- YOUR ASSIGNMENT
What lines in the data below mention the string "contains"? Copy them out.

Data records

********************

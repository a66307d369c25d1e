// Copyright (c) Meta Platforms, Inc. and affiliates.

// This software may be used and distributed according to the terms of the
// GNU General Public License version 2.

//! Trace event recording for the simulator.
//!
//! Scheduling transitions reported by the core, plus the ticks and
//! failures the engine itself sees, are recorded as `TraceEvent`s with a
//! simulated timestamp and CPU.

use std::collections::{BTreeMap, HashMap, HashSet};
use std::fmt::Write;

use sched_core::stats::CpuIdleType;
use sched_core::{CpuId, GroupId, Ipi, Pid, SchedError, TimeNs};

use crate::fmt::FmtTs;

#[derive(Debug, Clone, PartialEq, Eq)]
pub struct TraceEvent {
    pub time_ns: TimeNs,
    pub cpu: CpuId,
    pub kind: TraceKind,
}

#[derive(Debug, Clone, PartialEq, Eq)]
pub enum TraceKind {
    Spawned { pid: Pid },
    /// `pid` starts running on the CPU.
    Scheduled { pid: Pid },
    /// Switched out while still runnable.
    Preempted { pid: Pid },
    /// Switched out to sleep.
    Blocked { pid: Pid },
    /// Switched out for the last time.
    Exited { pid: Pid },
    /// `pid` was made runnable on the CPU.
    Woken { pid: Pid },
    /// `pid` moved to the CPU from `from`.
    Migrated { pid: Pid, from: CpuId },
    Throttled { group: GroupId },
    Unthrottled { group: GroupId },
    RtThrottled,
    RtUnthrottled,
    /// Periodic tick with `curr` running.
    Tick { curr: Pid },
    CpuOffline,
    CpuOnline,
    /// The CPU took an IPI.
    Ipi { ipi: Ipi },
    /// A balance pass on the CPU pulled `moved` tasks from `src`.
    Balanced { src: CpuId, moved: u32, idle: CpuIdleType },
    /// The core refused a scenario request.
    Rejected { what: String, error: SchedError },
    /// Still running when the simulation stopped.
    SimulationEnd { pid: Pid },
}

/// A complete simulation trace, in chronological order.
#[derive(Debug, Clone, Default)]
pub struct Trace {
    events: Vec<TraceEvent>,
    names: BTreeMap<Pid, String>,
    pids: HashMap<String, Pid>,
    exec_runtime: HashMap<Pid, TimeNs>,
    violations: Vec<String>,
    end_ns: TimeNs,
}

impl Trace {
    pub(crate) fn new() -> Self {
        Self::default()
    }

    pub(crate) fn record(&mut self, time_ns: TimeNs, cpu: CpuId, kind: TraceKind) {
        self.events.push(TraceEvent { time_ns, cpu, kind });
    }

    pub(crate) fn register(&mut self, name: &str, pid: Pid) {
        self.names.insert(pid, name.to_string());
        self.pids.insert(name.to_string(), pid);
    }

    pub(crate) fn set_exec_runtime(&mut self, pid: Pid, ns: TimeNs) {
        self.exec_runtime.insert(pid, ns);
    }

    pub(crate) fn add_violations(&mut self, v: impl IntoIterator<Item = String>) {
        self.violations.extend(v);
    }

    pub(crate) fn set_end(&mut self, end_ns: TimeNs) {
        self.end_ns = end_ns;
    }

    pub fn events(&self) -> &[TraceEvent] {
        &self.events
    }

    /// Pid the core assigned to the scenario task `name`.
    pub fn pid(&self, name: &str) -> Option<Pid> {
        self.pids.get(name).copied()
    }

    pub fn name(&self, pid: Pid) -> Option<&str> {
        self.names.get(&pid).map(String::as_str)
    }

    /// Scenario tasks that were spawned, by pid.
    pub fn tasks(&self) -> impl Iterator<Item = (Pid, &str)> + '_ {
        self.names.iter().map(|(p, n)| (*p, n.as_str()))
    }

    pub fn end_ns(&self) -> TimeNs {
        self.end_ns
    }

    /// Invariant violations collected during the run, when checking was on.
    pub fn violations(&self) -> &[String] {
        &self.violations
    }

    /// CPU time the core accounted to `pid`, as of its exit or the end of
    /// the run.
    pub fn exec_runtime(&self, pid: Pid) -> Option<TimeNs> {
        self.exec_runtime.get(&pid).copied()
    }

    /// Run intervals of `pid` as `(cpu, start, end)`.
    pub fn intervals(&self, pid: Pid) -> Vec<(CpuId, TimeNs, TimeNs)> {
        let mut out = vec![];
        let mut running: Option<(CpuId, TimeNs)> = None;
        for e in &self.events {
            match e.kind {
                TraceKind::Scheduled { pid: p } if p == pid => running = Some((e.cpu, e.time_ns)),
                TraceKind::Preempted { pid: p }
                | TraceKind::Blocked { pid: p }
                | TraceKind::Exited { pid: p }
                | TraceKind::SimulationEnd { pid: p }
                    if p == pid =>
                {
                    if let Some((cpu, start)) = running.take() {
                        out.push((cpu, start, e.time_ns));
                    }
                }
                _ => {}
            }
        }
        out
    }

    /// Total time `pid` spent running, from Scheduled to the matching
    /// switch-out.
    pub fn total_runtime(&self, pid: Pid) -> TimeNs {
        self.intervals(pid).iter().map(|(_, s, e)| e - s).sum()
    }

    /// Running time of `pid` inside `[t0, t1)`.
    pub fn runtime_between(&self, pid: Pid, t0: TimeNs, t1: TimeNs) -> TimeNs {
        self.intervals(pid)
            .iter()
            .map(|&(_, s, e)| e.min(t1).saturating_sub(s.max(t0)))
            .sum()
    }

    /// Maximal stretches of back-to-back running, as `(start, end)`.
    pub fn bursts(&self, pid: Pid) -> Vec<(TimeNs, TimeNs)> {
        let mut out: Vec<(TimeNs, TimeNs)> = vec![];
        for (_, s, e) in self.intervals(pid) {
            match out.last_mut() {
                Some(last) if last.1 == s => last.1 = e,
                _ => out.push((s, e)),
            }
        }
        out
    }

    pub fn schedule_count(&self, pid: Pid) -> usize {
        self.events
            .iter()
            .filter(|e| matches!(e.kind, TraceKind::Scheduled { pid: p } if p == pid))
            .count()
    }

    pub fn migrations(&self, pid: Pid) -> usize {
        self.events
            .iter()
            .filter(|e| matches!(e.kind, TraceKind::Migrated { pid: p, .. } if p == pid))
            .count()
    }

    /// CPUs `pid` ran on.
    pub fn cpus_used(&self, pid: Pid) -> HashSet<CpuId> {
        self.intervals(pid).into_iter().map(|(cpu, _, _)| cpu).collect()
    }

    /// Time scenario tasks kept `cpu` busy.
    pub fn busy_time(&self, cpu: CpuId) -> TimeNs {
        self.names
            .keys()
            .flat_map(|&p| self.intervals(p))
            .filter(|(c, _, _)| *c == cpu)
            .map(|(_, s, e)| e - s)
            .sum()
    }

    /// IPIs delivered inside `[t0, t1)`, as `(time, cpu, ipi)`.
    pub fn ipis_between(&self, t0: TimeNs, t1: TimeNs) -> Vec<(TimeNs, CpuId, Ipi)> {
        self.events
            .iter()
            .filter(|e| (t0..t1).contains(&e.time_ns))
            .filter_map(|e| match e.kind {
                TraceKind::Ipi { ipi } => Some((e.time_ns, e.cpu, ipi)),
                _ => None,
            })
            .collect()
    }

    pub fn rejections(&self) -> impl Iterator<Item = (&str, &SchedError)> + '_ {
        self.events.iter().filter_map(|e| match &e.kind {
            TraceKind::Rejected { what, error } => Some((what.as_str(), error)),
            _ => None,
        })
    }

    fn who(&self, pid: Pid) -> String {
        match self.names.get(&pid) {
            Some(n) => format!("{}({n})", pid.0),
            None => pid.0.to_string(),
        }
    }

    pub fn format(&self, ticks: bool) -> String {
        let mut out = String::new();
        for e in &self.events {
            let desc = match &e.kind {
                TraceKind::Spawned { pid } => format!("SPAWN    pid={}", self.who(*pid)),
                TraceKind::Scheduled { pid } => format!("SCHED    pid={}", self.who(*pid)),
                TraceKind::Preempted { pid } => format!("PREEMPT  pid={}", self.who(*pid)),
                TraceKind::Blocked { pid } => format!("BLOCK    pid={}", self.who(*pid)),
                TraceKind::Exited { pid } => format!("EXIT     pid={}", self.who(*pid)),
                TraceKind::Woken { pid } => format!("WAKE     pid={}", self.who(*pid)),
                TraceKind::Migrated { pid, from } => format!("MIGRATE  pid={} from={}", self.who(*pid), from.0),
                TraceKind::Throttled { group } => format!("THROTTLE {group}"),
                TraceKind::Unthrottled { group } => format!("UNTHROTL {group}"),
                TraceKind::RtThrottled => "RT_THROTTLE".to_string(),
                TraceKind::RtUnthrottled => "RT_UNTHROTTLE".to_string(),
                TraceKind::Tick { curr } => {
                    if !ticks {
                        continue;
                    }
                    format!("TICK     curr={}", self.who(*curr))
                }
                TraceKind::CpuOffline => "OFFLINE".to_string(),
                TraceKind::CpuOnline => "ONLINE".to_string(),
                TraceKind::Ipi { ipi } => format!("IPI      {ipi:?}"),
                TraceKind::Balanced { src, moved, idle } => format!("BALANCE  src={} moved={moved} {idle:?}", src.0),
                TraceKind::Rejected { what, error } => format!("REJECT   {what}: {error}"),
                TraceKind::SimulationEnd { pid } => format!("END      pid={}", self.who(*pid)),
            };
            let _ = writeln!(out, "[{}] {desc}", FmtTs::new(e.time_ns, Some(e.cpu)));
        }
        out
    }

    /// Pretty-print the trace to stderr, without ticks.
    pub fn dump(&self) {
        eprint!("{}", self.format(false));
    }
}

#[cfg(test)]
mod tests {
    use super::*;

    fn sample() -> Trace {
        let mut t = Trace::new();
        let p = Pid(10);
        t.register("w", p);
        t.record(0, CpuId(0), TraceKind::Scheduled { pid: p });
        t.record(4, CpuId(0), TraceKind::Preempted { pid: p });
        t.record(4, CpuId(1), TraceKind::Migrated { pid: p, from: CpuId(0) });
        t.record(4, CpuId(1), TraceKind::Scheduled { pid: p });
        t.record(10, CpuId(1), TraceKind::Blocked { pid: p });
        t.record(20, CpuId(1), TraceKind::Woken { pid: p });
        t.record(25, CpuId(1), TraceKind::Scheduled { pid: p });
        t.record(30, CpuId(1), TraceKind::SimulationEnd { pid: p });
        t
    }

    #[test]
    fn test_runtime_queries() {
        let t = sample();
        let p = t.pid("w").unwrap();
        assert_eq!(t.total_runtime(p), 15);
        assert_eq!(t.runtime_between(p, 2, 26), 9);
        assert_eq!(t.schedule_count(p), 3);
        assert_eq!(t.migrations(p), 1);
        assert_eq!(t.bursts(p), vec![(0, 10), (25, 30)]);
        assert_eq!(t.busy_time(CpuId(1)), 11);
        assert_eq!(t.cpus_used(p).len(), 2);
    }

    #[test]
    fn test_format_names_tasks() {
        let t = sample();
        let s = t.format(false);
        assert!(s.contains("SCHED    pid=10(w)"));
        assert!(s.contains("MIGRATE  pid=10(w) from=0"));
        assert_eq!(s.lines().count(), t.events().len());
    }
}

********************

- REPLY
            .filter(|e| (t0..t1).contains(&e.time_ns))
        assert!(s.contains("SCHED    pid=10(w)"));
        assert!(s.contains("MIGRATE  pid=10(w) from=0"));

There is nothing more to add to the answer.